● Your instructions
From the first line to the last, print the data exactly as it appears.

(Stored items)
+-------+

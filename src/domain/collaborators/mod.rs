//! Contracts of the non-storage collaborators used by the click flow.
//!
//! All of them are injected at the composition root; nothing here reaches for
//! ambient state.

pub mod redirect_step;
pub mod robot_filter;
pub mod telemetry;
pub mod tracker;

pub use redirect_step::{RedirectStep, RedirectUrlArgs, StepFlow};
pub use robot_filter::RobotFilter;
pub use telemetry::{PayloadEnricher, TelemetrySink};
pub use tracker::{AnalyticsTracker, TrackerError, TrackerProvider};

#[cfg(test)]
pub use redirect_step::MockRedirectStep;
#[cfg(test)]
pub use robot_filter::MockRobotFilter;
#[cfg(test)]
pub use telemetry::{MockPayloadEnricher, MockTelemetrySink};
#[cfg(test)]
pub use tracker::{MockAnalyticsTracker, MockTrackerProvider};
//! Queue-backed telemetry sink.

use tokio::sync::mpsc::{self, error::TrySendError};
use tracing::warn;

use crate::domain::collaborators::TelemetrySink;
use crate::domain::entities::EmailOpenMessage;

/// Hands open-event payloads to the background open worker.
///
/// Sending never blocks the request: when the bounded queue is full or the
/// worker has stopped, the payload is dropped and counted.
#[derive(Clone)]
pub struct QueueTelemetrySink {
    sender: mpsc::Sender<EmailOpenMessage>,
}

impl QueueTelemetrySink {
    pub fn new(sender: mpsc::Sender<EmailOpenMessage>) -> Self {
        Self { sender }
    }

    pub fn is_closed(&self) -> bool {
        self.sender.is_closed()
    }

    /// Free slots left in the queue.
    pub fn capacity(&self) -> usize {
        self.sender.capacity()
    }
}

impl TelemetrySink for QueueTelemetrySink {
    fn send(&self, payload: EmailOpenMessage) -> bool {
        match self.sender.try_send(payload) {
            Ok(()) => true,
            Err(TrySendError::Full(event)) => {
                warn!(
                    "Open event queue full, dropping event for message {}",
                    event.message_id
                );
                metrics::counter!("exm_open_events_dropped_total", "reason" => "full").increment(1);
                false
            }
            Err(TrySendError::Closed(event)) => {
                warn!(
                    "Open event queue closed, dropping event for message {}",
                    event.message_id
                );
                metrics::counter!("exm_open_events_dropped_total", "reason" => "closed")
                    .increment(1);
                false
            }
        }
    }
}

#[cfg(test)]
mod tests {
    use super::*;
    use crate::domain::entities::ContactIdentifier;
    use chrono::Utc;
    use std::collections::BTreeMap;
    use uuid::Uuid;

    fn payload() -> EmailOpenMessage {
        EmailOpenMessage {
            ip_address: None,
            user_agent: None,
            request_registered: Utc::now(),
            message_id: Uuid::new_v4(),
            contact_identifier: ContactIdentifier::new("exm", "c-1"),
            instance_id: Uuid::new_v4(),
            site_name: "website".to_string(),
            target_language: "en".to_string(),
            test_value_index: None,
            email_address_history_entry_id: None,
            custom_values: BTreeMap::new(),
        }
    }

    #[test]
    fn test_send_enqueues_payload() {
        let (tx, mut rx) = mpsc::channel(4);
        let sink = QueueTelemetrySink::new(tx);
        let payload = payload();

        assert!(sink.send(payload.clone()));

        assert_eq!(rx.try_recv().unwrap(), payload);
        assert_eq!(sink.capacity(), 4);
    }

    #[test]
    fn test_full_queue_drops_payload() {
        let (tx, mut rx) = mpsc::channel(1);
        let sink = QueueTelemetrySink::new(tx);

        assert!(sink.send(payload()));
        assert!(!sink.send(payload()));

        assert!(rx.try_recv().is_ok());
        assert!(rx.try_recv().is_err());
    }

    #[test]
    fn test_closed_queue_drops_payload() {
        let (tx, rx) = mpsc::channel(1);
        let sink = QueueTelemetrySink::new(tx);
        drop(rx);

        assert!(!sink.send(payload()));
        assert!(sink.is_closed());
    }
}
//! Analytics session tracking handles.

use std::sync::Arc;
use thiserror::Error;

use crate::domain::entities::RequestContext;

#[derive(Debug, Error)]
pub enum TrackerError {
    #[error("no page is being tracked")]
    NoCurrentPage,

    #[error("tracker failure: {0}")]
    Failed(String),
}

/// The analytics session attached to the current request.
#[cfg_attr(test, mockall::automock)]
pub trait AnalyticsTracker: Send + Sync {
    /// Whether the analytics session is active.
    fn is_active(&self) -> bool;

    /// Cancels the page entry currently being tracked.
    ///
    /// # Errors
    ///
    /// Returns [`TrackerError`] when there is nothing to cancel or the
    /// tracker rejects the call.
    fn cancel_current_page(&self) -> Result<(), TrackerError>;
}

/// Resolves the analytics tracker for a request, if any.
///
/// A request without a tracker is treated as having no active session.
#[cfg_attr(test, mockall::automock)]
pub trait TrackerProvider: Send + Sync {
    fn current(&self, request: &RequestContext) -> Option<Arc<dyn AnalyticsTracker>>;
}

+-------+

● Final answer
filename src/domain/collaborators/mod.rs
//! Contracts of the non-storage collaborators used by the click flow.
//!
//! All of them are injected at the composition root; nothing here reaches for
//! ambient state.

pub mod redirect_step;
pub mod robot_filter;
pub mod telemetry;
pub mod tracker;

pub use redirect_step::{RedirectStep, RedirectUrlArgs, StepFlow};
pub use robot_filter::RobotFilter;
pub use telemetry::{PayloadEnricher, TelemetrySink};
pub use tracker::{AnalyticsTracker, TrackerError, TrackerProvider};

#[cfg(test)]
pub use redirect_step::MockRedirectStep;
#[cfg(test)]
pub use robot_filter::MockRobotFilter;
#[cfg(test)]
pub use telemetry::{MockPayloadEnricher, MockTelemetrySink};
#[cfg(test)]
pub use tracker::{MockAnalyticsTracker, MockTrackerProvider};
//! Queue-backed telemetry sink.

use tokio::sync::mpsc::{self, error::TrySendError};
use tracing::warn;

use crate::domain::collaborators::TelemetrySink;
use crate::domain::entities::EmailOpenMessage;

/// Hands open-event payloads to the background open worker.
///
/// Sending never blocks the request: when the bounded queue is full or the
/// worker has stopped, the payload is dropped and counted.
#[derive(Clone)]
pub struct QueueTelemetrySink {
    sender: mpsc::Sender<EmailOpenMessage>,
}

impl QueueTelemetrySink {
    pub fn new(sender: mpsc::Sender<EmailOpenMessage>) -> Self {
        Self { sender }
    }

    pub fn is_closed(&self) -> bool {
        self.sender.is_closed()
    }

    /// Free slots left in the queue.
    pub fn capacity(&self) -> usize {
        self.sender.capacity()
    }
}

impl TelemetrySink for QueueTelemetrySink {
    fn send(&self, payload: EmailOpenMessage) -> bool {
        match self.sender.try_send(payload) {
            Ok(()) => true,
            Err(TrySendError::Full(event)) => {
                warn!(
                    "Open event queue full, dropping event for message {}",
                    event.message_id
                );
                metrics::counter!("exm_open_events_dropped_total", "reason" => "full").increment(1);
                false
            }
            Err(TrySendError::Closed(event)) => {
                warn!(
                    "Open event queue closed, dropping event for message {}",
                    event.message_id
                );
                metrics::counter!("exm_open_events_dropped_total", "reason" => "closed")
                    .increment(1);
                false
            }
        }
    }
}

#[cfg(test)]
mod tests {
    use super::*;
    use crate::domain::entities::ContactIdentifier;
    use chrono::Utc;
    use std::collections::BTreeMap;
    use uuid::Uuid;

    fn payload() -> EmailOpenMessage {
        EmailOpenMessage {
            ip_address: None,
            user_agent: None,
            request_registered: Utc::now(),
            message_id: Uuid::new_v4(),
            contact_identifier: ContactIdentifier::new("exm", "c-1"),
            instance_id: Uuid::new_v4(),
            site_name: "website".to_string(),
            target_language: "en".to_string(),
            test_value_index: None,
            email_address_history_entry_id: None,
            custom_values: BTreeMap::new(),
        }
    }

    #[test]
    fn test_send_enqueues_payload() {
        let (tx, mut rx) = mpsc::channel(4);
        let sink = QueueTelemetrySink::new(tx);
        let payload = payload();

        assert!(sink.send(payload.clone()));

        assert_eq!(rx.try_recv().unwrap(), payload);
        assert_eq!(sink.capacity(), 4);
    }

    #[test]
    fn test_full_queue_drops_payload() {
        let (tx, mut rx) = mpsc::channel(1);
        let sink = QueueTelemetrySink::new(tx);

        assert!(sink.send(payload()));
        assert!(!sink.send(payload()));

        assert!(rx.try_recv().is_ok());
        assert!(rx.try_recv().is_err());
    }

    #[test]
    fn test_closed_queue_drops_payload() {
        let (tx, rx) = mpsc::channel(1);
        let sink = QueueTelemetrySink::new(tx);
        drop(rx);

        assert!(!sink.send(payload()));
        assert!(sink.is_closed());
    }
}
//! Analytics session tracking handles.

use std::sync::Arc;
use thiserror::Error;

use crate::domain::entities::RequestContext;

#[derive(Debug, Error)]
pub enum TrackerError {
    #[error("no page is being tracked")]
    NoCurrentPage,

    #[error("tracker failure: {0}")]
    Failed(String),
}

/// The analytics session attached to the current request.
#[cfg_attr(test, mockall::automock)]
pub trait AnalyticsTracker: Send + Sync {
    /// Whether the analytics session is active.
    fn is_active(&self) -> bool;

    /// Cancels the page entry currently being tracked.
    ///
    /// # Errors
    ///
    /// Returns [`TrackerError`] when there is nothing to cancel or the
    /// tracker rejects the call.
    fn cancel_current_page(&self) -> Result<(), TrackerError>;
}

/// Resolves the analytics tracker for a request, if any.
///
/// A request without a tracker is treated as having no active session.
#[cfg_attr(test, mockall::automock)]
pub trait TrackerProvider: Send + Sync {
    fn current(&self, request: &RequestContext) -> Option<Arc<dyn AnalyticsTracker>>;
}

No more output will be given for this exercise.